Tim Cook, Chef des Lifestyle- und Digitalkonzerns, hat lange erwartete Produkte vorgestellt: das iPhone 6 in zwei verschiedenen Größen, ein mobiles Bezahlsystem namens Apple Pay, eine smarte Armbanduhr namens Apple Watch. Bleibt die Frage: War das alles nicht eigentlich vorher klar? Hat die Konkurrenz solche Sachen nicht längst im Angebot? Warum, fragen Kritiker, diese riesige Aufregung?

Wäre es nicht Apple, würde die Digitalwelt vermutlich entspannter auf die große Werbeshow reagieren. So tut sie es bei Samsung und anderen Firmen, die auch recht gute Geräte auf den Markt gebracht haben - von denen man vorher meist weniger wusste. Weil es aber Apple ist, ist der Zuspruch enorm.

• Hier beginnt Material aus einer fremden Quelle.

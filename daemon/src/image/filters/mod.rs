//! Stream filters for compressed and wrapped image files.
//!
//! Each filter probes the file's signature and, when it matches, exposes
//! the decoded payload as a plain `ImageStream`. `open_chain` runs the
//! probes in order and falls back to the raw file.

pub mod adc;
pub mod dmg;
pub mod macbinary;
pub mod rsrc_fork;

use std::path::Path;

use crate::image::stream::{FileStream, ImageStream};
use crate::image::ImageError;

/// Open an image file behind the appropriate filter
pub fn open_chain(path: &Path) -> Result<Box<dyn ImageStream>, ImageError> {
    if let Some(stream) = dmg::DmgStream::open(path)? {
        return Ok(Box::new(stream));
    }
    if let Some(stream) = macbinary::MacBinaryStream::open(path)? {
        return Ok(Box::new(stream));
    }
    Ok(Box::new(FileStream::open(path)?))
}
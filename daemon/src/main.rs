//! opticd daemon entry point.

use anyhow::{Context, Result};
use tracing::info;
use tracing_subscriber::EnvFilter;

use opticd::daemon::Daemon;
use opticd_common::DaemonConfig;

/// Map the numeric daemon debug mask onto tracing filter directives
fn filter_from_masks(config: &DaemonConfig) -> EnvFilter {
    // An explicit RUST_LOG wins over the configured masks
    if std::env::var("RUST_LOG").is_ok() {
        return EnvFilter::from_default_env();
    }

    let mask = config.debug.daemon_mask;
    let mut directives = vec!["info".to_string()];
    for (bit, target) in [
        (0x01u32, "opticd::device"),
        (0x02, "opticd::mmc"),
        (0x04, "opticd::delay"),
        (0x08, "opticd::audioplay"),
        (0x10, "opticd::kernel_io"),
        (0x20, "opticd::recording"),
    ] {
        if mask & bit != 0 {
            directives.push(format!("{target}=debug"));
        }
    }

    EnvFilter::try_new(directives.join(",")).unwrap_or_else(|_| EnvFilter::new("info"))
}

fn main() -> Result<()> {
    // Single optional argument: an alternative configuration file
    let config_path = std::env::args().nth(1).map(std::path::PathBuf::from);

    let config = DaemonConfig::load(config_path.as_deref())
        .context("failed to load configuration")?;

    tracing_subscriber::fmt().with_env_filter(filter_from_masks(&config)).init();

    info!(
        devices = config.general.num_devices,
        ctl_device = %config.general.ctl_device,
        "starting opticd"
    );

    let runtime = tokio::runtime::Builder::new_current_thread()
        .enable_all()
        .build()
        .context("failed to build runtime")?;

    let mut daemon = Daemon::new(&config);
    runtime.block_on(daemon.run())
}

Apple hat das Spiel mit gefühlten und echten Innovationen inzwischen so perfektioniert wie wohl kein anderer Konzern. Es lebt davon. Einerseits sickern - angeblich unkontrolliert - Produktdetails monatelang vorab nach außen durch und bereiten den Boden für die Begeisterung. Andererseits hat es Apple diesmal geschafft, wirklich innovative Details geheim zu halten. So überraschte die Präsentation auch noch Fachleute.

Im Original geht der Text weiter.